AcelRx Pharmaceuticals (ACRX) is a specialty pharmaceutical company focused on the development and commercialization of innovative therapies for the treatment of acute pain. Its lead product candidate, DSUVIA™ (known as ARX-04 outside of the United States), and its product candidate, ZALVISO®, utilize sublingual sufentanil, delivered via a non-invasive route of sublingual administration. The company anticipate developing a distribution capability and commercial organization to market and sell DSUVIA in the United States by itself, and potentially, in certain European Economic Area, or EEA, countries with strategic partners. In geographies where the company decide not to commercialize itself, the company may seek to out-license commercialization rights. The company intend to seek regulatory approval for ZALVISO in the United States and, if successful, potentially promote ZALVISO either by itself or with strategic partners.
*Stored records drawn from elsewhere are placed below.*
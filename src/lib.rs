// Copyright (c)  by Gleb E. Zaslavkiy
//MIT License
#![allow(non_camel_case_types)]
#![allow(non_snake_case)]
pub mod Utils;
pub mod numerical;
pub mod symbolic;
AcelRx Pharmaceuticals has chosen sufentanil as the therapeutic ingredient for its current product candidates. Opioids have been utilized for pain relief for centuries and are the standard-of-care for the treatment of moderate-to-severe acute pain. Sufentanil is available as an injectable in several markets around the world and is used by anesthesiologists for induction of sedation or as an epidural; however, the injectable formulation is not suitable for the treatment of acute pain. AcelRx Pharmaceuticals has created a proprietary sublingual (under the tongue) formulation of sufentanil intended for the treatment of moderate-to-severe acute pain. The sublingual formulation retains the therapeutic value of sufentanil and novel delivery devices provide a non-invasive route of administration. Sufentanil is highly lipophilic which provides for rapid absorption in the mucosal tissue, or fatty cells, found under the tongue, and for rapid transit across the blood-brain barrier to reach the mu-opioid receptors in the brain. The sublingual route of delivery used by DSUVIA and ZALVISO provides a recognized onset of analgesia. The sublingual delivery system also eliminates the risk of intravenous, or IV, complications, such as catheter-related infections. In addition, because patients do not require direct connection to an IV infusion pump, or IV line, DSUVIA and ZALVISO may allow for ease of patient mobility.

DSUVIA™ (sufentanil sublingual tablet, 30 mcg)
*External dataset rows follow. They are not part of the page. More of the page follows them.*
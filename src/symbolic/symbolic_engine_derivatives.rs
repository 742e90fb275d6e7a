//! # Symbolic Engine Derivatives Module
//!
//! Analytical differentiation of expression graphs.
//!
//! ## Key Methods
//!
//! - `derivative(var)` - derivative with respect to a `Variable` node, memoized per node and
//!   per variable, so shared subexpressions are differentiated once
//! - `derivatives(vars)` - gradient as a vector of graphs
//! - `compare_with_numeric(...)` - validates an analytical derivative against central
//!   finite differences
//!
//! ## Interesting Code Features
//!
//! 1. **Rules built from factories**: every rule is written with the simplifying factories,
//!    so `0 * anything` terms vanish while the derivative is being built
//!
//! 2. **Memoization by id**: the first result computed for a (node, variable) pair wins and
//!    is returned to every later caller, including concurrent ones. Derivatives of `Exp`,
//!    `Sqrt`, `Hypot` and implicit nodes contain the node itself; their memo entry is weak and
//!    lasts as long as the derivative graph is alive somewhere
//!
//! 3. **Implicit nodes**: the root t(x) of f(t, x) = 0 is differentiated by the implicit
//!    function theorem, see `symbolic_implicit`

use crate::symbolic::symbolic_engine::{
    AssocOp, BinaryOp, ConditionalOp, Expr, Node, NodeKind, UnaryOp,
};
use crate::symbolic::symbolic_implicit::implicit_derivative;
use log::warn;
use std::sync::{PoisonError, Weak};

/// Memo entry of one (node, variable) pair
pub(crate) enum DerivativeMemo {
    Owned(Expr),
    /// the derivative refers to the node, a strong entry would keep the node alive forever
    Unowned(Weak<Node>),
}

impl DerivativeMemo {
    fn get(&self) -> Option<Expr> {
        match self {
            DerivativeMemo::Owned(expr) => Some(expr.clone()),
            DerivativeMemo::Unowned(weak) => Expr::upgrade(weak),
        }
    }
}

impl Expr {
    //___________________________________DIFFERENTIATION____________________________________

    /// Derivative with respect to `variable`.
    ///
    /// # Panics
    /// Panics if `variable` is not a `Variable` node.
    pub fn derivative(&self, variable: &Expr) -> Expr {
        assert!(
            variable.is_variable(),
            "derivative can be taken only with respect to a Variable, got {}",
            variable
        );
        self.derivative_memo(variable)
    }

    /// partial derivatives with respect to each of `variables`
    pub fn derivatives(&self, variables: &[Expr]) -> Vec<Expr> {
        variables.iter().map(|var| self.derivative(var)).collect()
    }

    fn derivative_memo(&self, variable: &Expr) -> Expr {
        match self.kind() {
            NodeKind::Const(_) => return Expr::zero(),
            NodeKind::Var(_) => {
                return if self == variable {
                    Expr::one()
                } else {
                    Expr::zero()
                };
            }
            _ => {}
        }
        let memo = &self.node().derivatives;
        if let Some(done) = memo
            .lock()
            .unwrap_or_else(PoisonError::into_inner)
            .get(&variable.id())
            .and_then(DerivativeMemo::get)
        {
            return done;
        }
        let computed = self.derivative_rule(variable);
        let mut memo = memo.lock().unwrap_or_else(PoisonError::into_inner);
        if let Some(done) = memo.get(&variable.id()).and_then(DerivativeMemo::get) {
            return done;
        }
        let entry = if self.derivative_contains_itself() {
            DerivativeMemo::Unowned(computed.downgrade())
        } else {
            DerivativeMemo::Owned(computed.clone())
        };
        memo.insert(variable.id(), entry);
        computed
    }

    fn derivative_contains_itself(&self) -> bool {
        matches!(
            self.kind(),
            NodeKind::Unary(UnaryOp::Exp | UnaryOp::Sqrt, _)
                | NodeKind::Assoc(AssocOp::Hypot, _)
                | NodeKind::Implicit(_)
        )
    }

    fn derivative_rule(&self, variable: &Expr) -> Expr {
        match self.kind() {
            NodeKind::Const(_) | NodeKind::Var(_) => self.derivative_memo(variable),
            NodeKind::Implicit(solve) => implicit_derivative(self, solve, variable),
            NodeKind::Unary(op, arg) => {
                let d_arg = arg.derivative_memo(variable);
                if d_arg.is_constant_value(0.0) {
                    return Expr::zero();
                }
                match op {
                    UnaryOp::Invert => d_arg.invert(),
                    UnaryOp::Square => Expr::product([Expr::constant(2.0), arg.clone(), d_arg]),
                    UnaryOp::Sqrt => {
                        Expr::divide(&Expr::product([Expr::constant(0.5), d_arg]), self)
                    }
                    UnaryOp::Exp => Expr::product([self.clone(), d_arg]),
                    UnaryOp::Log => Expr::divide(&d_arg, arg),
                    UnaryOp::Sin => Expr::product([arg.cos(), d_arg]),
                    UnaryOp::Cos => Expr::product([arg.sin(), d_arg]).invert(),
                    UnaryOp::Atan => Expr::divide(&d_arg, &(arg.square() + 1.0)),
                    UnaryOp::Acos => Expr::divide(&d_arg, &(1.0 - arg.square()).sqrt()).invert(),
                    UnaryOp::Ci => Expr::divide(&Expr::product([arg.cos(), d_arg]), arg),
                    UnaryOp::Si => Expr::divide(&Expr::product([arg.sin(), d_arg]), arg),
                }
            }
            NodeKind::Binary(op, arg1, arg2) => {
                let d1 = arg1.derivative_memo(variable);
                let d2 = arg2.derivative_memo(variable);
                match op {
                    BinaryOp::Subtract => Expr::subtract(&d1, &d2),
                    BinaryOp::Divide => Expr::divide(
                        &Expr::subtract(
                            &Expr::product([d1, arg2.clone()]),
                            &Expr::product([arg1.clone(), d2]),
                        ),
                        &arg2.square(),
                    ),
                    // atan2(y; x): (x dy - y dx) / (y^2 + x^2)
                    BinaryOp::Atan2 => Expr::divide(
                        &Expr::subtract(
                            &Expr::product([arg2.clone(), d1]),
                            &Expr::product([arg1.clone(), d2]),
                        ),
                        &Expr::sum([arg1.square(), arg2.square()]),
                    ),
                    BinaryOp::Max => Expr::if_positive(&Expr::subtract(arg1, arg2), &d1, &d2),
                    BinaryOp::Min => Expr::if_positive(&Expr::subtract(arg1, arg2), &d2, &d1),
                }
            }
            NodeKind::Assoc(op, args) => match op {
                AssocOp::Add => Expr::sum(args.iter().map(|arg| arg.derivative_memo(variable))),
                AssocOp::Multiply => {
                    let partial: Vec<Expr> = args
                        .iter()
                        .enumerate()
                        .map(|(i, arg)| {
                            let d_arg = arg.derivative_memo(variable);
                            if d_arg.is_constant_value(0.0) {
                                return Expr::zero();
                            }
                            Expr::product(args.iter().enumerate().map(|(j, other)| {
                                if i == j { d_arg.clone() } else { other.clone() }
                            }))
                        })
                        .collect();
                    Expr::sum(partial)
                }
                AssocOp::Hypot => {
                    let numerator = Expr::sum(
                        args.iter()
                            .map(|arg| Expr::product([arg.clone(), arg.derivative_memo(variable)])),
                    );
                    Expr::divide(&numerator, self)
                }
            },
            NodeKind::Conditional(op, condition, first, second) => {
                let d_first = first.derivative_memo(variable);
                let d_second = second.derivative_memo(variable);
                match op {
                    ConditionalOp::Coalesce => Expr::coalesce(condition, &d_first, &d_second),
                    ConditionalOp::IfPositive => Expr::if_positive(condition, &d_first, &d_second),
                }
            }
            NodeKind::Tabulated(table, arg) => {
                let d_arg = arg.derivative_memo(variable);
                if d_arg.is_constant_value(0.0) {
                    return Expr::zero();
                }
                Expr::product([table.derivative_over(arg), d_arg])
            }
        }
    }

    //___________________________________NUMERICAL CHECK____________________________________

    /// Compares the analytical derivative with central differences at `points`.
    ///
    /// # Arguments
    /// * `variable` - variable to differentiate by; its value is restored afterwards
    /// * `points` - values of the variable to check at
    /// * `step` - finite difference step
    /// * `tolerance` - maximal acceptable absolute difference
    ///
    /// # Returns
    /// Tuple of (max absolute difference, is_within_tolerance)
    pub fn compare_with_numeric(
        &self,
        variable: &Expr,
        points: &[f64],
        step: f64,
        tolerance: f64,
    ) -> (f64, bool) {
        let analytical = self.derivative(variable);
        let saved = variable.value();
        let mut max_error: f64 = 0.0;
        for &point in points {
            variable.set_value(point + step);
            let forward = self.evaluate();
            variable.set_value(point - step);
            let backward = self.evaluate();
            variable.set_value(point);
            let exact = analytical.evaluate();
            let numeric = (forward - backward) / (2.0 * step);
            let error = (exact - numeric).abs();
            if error.is_nan() {
                warn!("derivative of {} is not comparable at {} = {}", self, variable, point);
                max_error = f64::NAN;
                break;
            }
            max_error = max_error.max(error);
        }
        variable.set_value(saved);
        (max_error, max_error < tolerance)
    }
}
DSUVIA (known as ARX-04 outside the United States) is a non-invasive investigational product candidate consisting of 30 mcg sufentanil tablets delivered sublingually by a healthcare professional using a disposable, pre-filled, single-dose applicator, or SDA. AcelRx Pharmaceuticals is developing DSUVIA for the treatment of moderate-to-severe acute pain to be administered by a healthcare professional to a patient in medically supervised settings. If approved, examples of potential patient populations and settings in which DSUVIA could be used include: emergency room patients; patients who are recovering from short-stay or ambulatory surgery and do not require more long-term analgesia; post-operative patients who are transitioning from the operating room to the recovery floor; certain types of office-based or hospital-based procedures; patients being treated and transported by paramedics; and for battlefield casualties. In the emergency room and in ambulatory care environments, patients often do not have immediate IV access available, or maintaining IV access can be an impediment to rapid discharge. Oral pills and liquids generally have slow and erratic onset of analgesia. Moreover, IV dosing results in high peak plasma levels, thereby limiting the opioid dose and requiring frequent redosing intervals to titrate to satisfactory analgesia. Based on internal market research conducted to date, the company believe that additional treatment options are needed that can safely and effectively treat acute trauma pain, in both civilian and military settings, and that can provide an alternative to IV opioids for moderate-to-severe acute pain.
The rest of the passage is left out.